Responding to an Economic View inquiry, CNKI denied that CAS' access had been suspended. However, the development triggered heated debates over CNKI's huge fees. Between 2012 and 2021, at least six universities have said they would stop using CNKI's database because of the huge increase in subscription charges.

Many believe CNKI is abusing its dominant market position to overcharge users and want the regulatory authorities to step in. However, there are others who feel CNKI deserves the high fee given the unique content of its database, which is difficult to find in other databases.

Given that the sharing of academic resources helps promote research, China should encourage the National Library and other public institutions to develop non-profit academic databases for use by the public.

As China's national strength grows, its investment in research and development has increased substantially, reaching 2.79 trillion yuan ($437.49 billion) in 2021, with the proportion of R&D investment in GDP reaching 2.44 percent.

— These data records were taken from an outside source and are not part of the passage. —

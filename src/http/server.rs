//! HTTP server setup and page handlers.
//!
//! # Responsibilities
//! - Create the Axum Router with all handlers
//! - Wire up middleware (tracing, request timeout, request metrics)
//! - Serve HTTP/1.1 connections with a header read deadline until the
//!   shutdown signal fires, then drain open connections
//! - Map daemon failures and unsafe content to a failed response, never a crash

use std::sync::Arc;
use std::time::{Duration, Instant, SystemTime, UNIX_EPOCH};

use axum::{
    extract::{MatchedPath, Query, Request, State},
    http::{header, StatusCode},
    middleware::{self, Next},
    response::{Html, IntoResponse, Response},
    routing::get,
    Router,
};
use hyper::server::conn::http1;
use hyper_util::rt::{TokioIo, TokioTimer};
use hyper_util::server::graceful::GracefulShutdown;
use hyper_util::service::TowerToHyperService;
use serde::Deserialize;
use thiserror::Error;
use tokio::net::TcpListener;
use tower_http::{timeout::TimeoutLayer, trace::TraceLayer};

use crate::cache::RecentBlocks;
use crate::config::ListenerConfig;
use crate::daemon::{BlockSelector, DaemonClient, DaemonError};
use crate::lifecycle::ShutdownSignal;
use crate::http::render;
use crate::observability::metrics;
use crate::safety::{is_safe, UnsafeContent};
use crate::search::{SearchClassifier, SearchKind};

/// Application state injected into handlers.
#[derive(Clone)]
pub struct AppState {
    pub client: DaemonClient,
    pub blocks: Arc<RecentBlocks>,
    pub classifier: SearchClassifier,
}

/// Ways a page request can fail.
#[derive(Debug, Error)]
pub enum AppError {
    #[error("ERROR: Missing {0}")]
    MissingParameter(&'static str),

    #[error("{0}")]
    NotFound(&'static str),

    #[error(transparent)]
    Daemon(#[from] DaemonError),

    #[error(transparent)]
    Unsafe(#[from] UnsafeContent),
}

impl IntoResponse for AppError {
    fn into_response(self) -> Response {
        let status = match &self {
            AppError::MissingParameter(_) => StatusCode::BAD_REQUEST,
            AppError::NotFound(_) => StatusCode::NOT_FOUND,
            AppError::Daemon(e) => {
                tracing::error!(error = %e, "Daemon request failed");
                StatusCode::BAD_GATEWAY
            }
            AppError::Unsafe(_) => StatusCode::BAD_GATEWAY,
        };
        let message = match &self {
            AppError::Daemon(_) => "ERROR: Daemon unavailable".to_string(),
            other => other.to_string(),
        };
        (status, message).into_response()
    }
}

type PageResult = Result<Html<String>, AppError>;

#[derive(Debug, Deserialize)]
struct SearchParams {
    q: Option<String>,
}

#[derive(Debug, Deserialize)]
struct IdParams {
    id: Option<String>,
}

/// Pause after a failed `accept`, e.g. when out of file descriptors.
const ACCEPT_BACKOFF: Duration = Duration::from_millis(100);

/// Connection deadlines.
#[derive(Debug, Clone, Copy)]
pub struct ServerTimeouts {
    /// Time allowed to receive a request head. Idle keep-alive connections
    /// wait for their next request head under the same deadline.
    pub read: Duration,
    /// Time allowed to produce a response. Also bounds the shutdown drain.
    pub request: Duration,
}

impl ServerTimeouts {
    pub fn from_config(config: &ListenerConfig) -> Self {
        Self {
            read: Duration::from_secs(config.read_timeout_secs),
            request: Duration::from_secs(config.request_timeout_secs),
        }
    }
}

/// HTTP server for the explorer.
pub struct HttpServer {
    router: Router,
    timeouts: ServerTimeouts,
}

impl HttpServer {
    /// Create a server around `state`.
    pub fn new(state: AppState, timeouts: ServerTimeouts) -> Self {
        Self {
            router: build_router(state, timeouts.request),
            timeouts,
        }
    }

    /// Run the server, accepting connections on the given listener.
    pub async fn run(
        self,
        listener: TcpListener,
        mut shutdown: ShutdownSignal,
    ) -> Result<(), std::io::Error> {
        let addr = listener.local_addr()?;
        tracing::info!(
            address = %addr,
            read_timeout = ?self.timeouts.read,
            request_timeout = ?self.timeouts.request,
            "HTTP server starting"
        );

        let mut http = http1::Builder::new();
        http.timer(TokioTimer::new())
            .header_read_timeout(self.timeouts.read);
        let graceful = GracefulShutdown::new();

        loop {
            let (stream, peer) = tokio::select! {
                accepted = listener.accept() => match accepted {
                    Ok(accepted) => accepted,
                    Err(e) => {
                        tracing::warn!(error = %e, "Accept failed");
                        tokio::time::sleep(ACCEPT_BACKOFF).await;
                        continue;
                    }
                },
                _ = shutdown.recv() => break,
            };

            let service = TowerToHyperService::new(self.router.clone());
            let connection = graceful.watch(http.serve_connection(TokioIo::new(stream), service));
            tokio::spawn(async move {
                if let Err(e) = connection.await {
                    tracing::debug!(peer = %peer, error = %e, "Connection closed with error");
                }
            });
        }

        tracing::info!(open_connections = graceful.count(), "HTTP server draining");
        if tokio::time::timeout(self.timeouts.request, graceful.shutdown())
            .await
            .is_err()
        {
            tracing::warn!("Connections still open after drain deadline, dropping them");
        }

        tracing::info!("HTTP server stopped");
        Ok(())
    }
}

/// Build the Axum router with all middleware layers.
#[allow(deprecated)]
pub fn build_router(state: AppState, request_timeout: Duration) -> Router {
    Router::new()
        .route("/", get(index_handler))
        .route("/search", get(search_handler))
        .route("/block", get(block_handler))
        .route("/tx", get(tx_handler))
        .route("/health", get(health_handler))
        .route_layer(middleware::from_fn(track_requests))
        .with_state(state)
        .layer(TimeoutLayer::new(request_timeout))
        .layer(TraceLayer::new_for_http())
}

async fn track_requests(request: Request, next: Next) -> Response {
    let start = Instant::now();
    let route = request
        .extensions()
        .get::<MatchedPath>()
        .map(|p| p.as_str().to_string())
        .unwrap_or_else(|| "unknown".to_string());

    let response = next.run(request).await;
    metrics::record_request(&route, response.status().as_u16(), start);
    response
}

fn unix_now() -> u64 {
    SystemTime::now()
        .duration_since(UNIX_EPOCH)
        .unwrap_or_default()
        .as_secs()
}

/// Front page from the cached snapshot plus live network stats.
async fn index_handler(State(state): State<AppState>) -> PageResult {
    let info = state.client.get_info().await?;
    let snapshot = state.blocks.load();
    Ok(Html(render::render_index(&snapshot, &info, unix_now())?))
}

async fn search_handler(
    State(state): State<AppState>,
    Query(params): Query<SearchParams>,
) -> Result<Response, AppError> {
    let query = params.q.ok_or(AppError::MissingParameter("search query"))?;
    if !is_safe(&query) {
        return Err(AppError::NotFound("Transaction or block not found"));
    }

    let location = match state.classifier.classify(&query).await? {
        SearchKind::Transaction => format!("/tx?id={}", query),
        SearchKind::Block => format!("/block?id={}", query),
        SearchKind::Invalid => return Err(AppError::NotFound("Transaction or block not found")),
    };

    tracing::debug!(query = %query, location = %location, "Search resolved");
    Ok((
        [(header::CONTENT_TYPE, "text/html; charset=utf-8")],
        render::redirect(&location),
    )
        .into_response())
}

async fn block_handler(State(state): State<AppState>, Query(params): Query<IdParams>) -> PageResult {
    let id = params.id.ok_or(AppError::MissingParameter("block ID"))?;
    if !is_safe(&id) {
        return Err(AppError::NotFound("Block not found"));
    }

    let detail = state
        .client
        .get_block(&BlockSelector::parse(&id))
        .await?
        .ok_or(AppError::NotFound("ERROR: Block not found"))?;
    Ok(Html(render::render_block(&detail)?))
}

async fn tx_handler(State(state): State<AppState>, Query(params): Query<IdParams>) -> PageResult {
    let id = params.id.ok_or(AppError::MissingParameter("transaction ID"))?;
    if !is_safe(&id) {
        return Err(AppError::NotFound("Transaction not found"));
    }

    let tx = state
        .client
        .get_transaction(&id)
        .await?
        .ok_or(AppError::NotFound("ERROR: Transaction not found"))?;

    let chain_height = if tx.is_confirmed() {
        state.client.get_height().await?
    } else {
        0
    };
    Ok(Html(render::render_transaction(&tx, chain_height)?))
}

async fn health_handler(State(state): State<AppState>) -> (StatusCode, &'static str) {
    if state.blocks.is_ready() {
        (StatusCode::OK, "ok")
    } else {
        (StatusCode::SERVICE_UNAVAILABLE, "warming up")
    }
}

In this context, the State should develop or acquire academic databases of commercial institutions to stop them from becoming profit-making tools hindering academic research.

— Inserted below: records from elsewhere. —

//! Configuration management subsystem.
//!
//! # Data Flow
//! ```text
//! config file (TOML, optional)
//!     → loader.rs (parse & deserialize)
//!     → CLI flag overrides (main.rs)
//!     → validation.rs (semantic checks)
//!     → ExplorerConfig (validated, immutable)
//!     → shared via Arc to all subsystems
//! ```
//!
//! # Design Decisions
//! - Config is immutable once loaded; the daemon endpoint never changes at runtime
//! - All fields have defaults to allow minimal configs
//! - Validation separates syntactic (serde) from semantic checks

pub mod loader;
pub mod schema;
pub mod validation;

pub use loader::{load_config, read_config, ConfigError};
pub use schema::{
    CacheConfig, DaemonConfig, ExplorerConfig, ListenerConfig, ObservabilityConfig, RetryConfig,
    SearchConfig,
};
pub use validation::{validate_config, ValidationError};
//! Lifecycle management subsystem.
//!
//! # Data Flow
//! ```text
//! Startup (startup.rs):
//!     Validate config → Build daemon client → Spawn refresher → (main) bind listener
//!
//! Shutdown (shutdown.rs):
//!     Flag raised → refresher loop exits → server stops accepting and drains → Exit
//!
//! Signals (signals.rs):
//!     SIGTERM/SIGINT → Trigger graceful shutdown
//! ```

pub mod shutdown;
pub mod signals;
pub mod startup;

pub use shutdown::{Shutdown, ShutdownSignal};
pub use startup::{Explorer, StartupError};
//! Daemon integration subsystem.
//!
//! # Data Flow
//! ```text
//! DaemonConfig (url, proxy, login)
//!     → endpoint.rs (parse & validate, immutable DaemonEndpoint)
//!     → transport.rs (reqwest client, JSON-RPC envelope)
//!     → client.rs (typed lookups, found / not-found / error)
//! ```
//!
//! # Security Constraints
//! - Never log the RPC password
//! - With a proxy configured, no request bypasses it
//! - Strings returned here are untrusted; see [`crate::safety`]

pub mod client;
pub mod endpoint;
pub mod transport;
pub mod types;

#[cfg(test)]
pub(crate) mod testing;

pub use client::{recent_block_range, DaemonClient};
pub use endpoint::{Credentials, DaemonEndpoint, EndpointError};
pub use transport::{DaemonTransport, HttpTransport};
pub use types::{
    BlockDetail, BlockHeader, BlockSelector, ChainInfo, DaemonError, DaemonResult,
    TransactionRecord,
};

The operation of academic databases by social institutions should be clearly positioned as non-profit organizations. Last year, the State introduced a series of measures, stipulating that disciplinary training institutions in compulsory education must be registered as non-profit institutions, stopping them from raising funds through listing.

The model also applies to the governance of institutions operating academic databases. To curb the excessive pursuit of profit by these platforms, the State should ensure their non-profit attributes and separate them from the business of listed companies.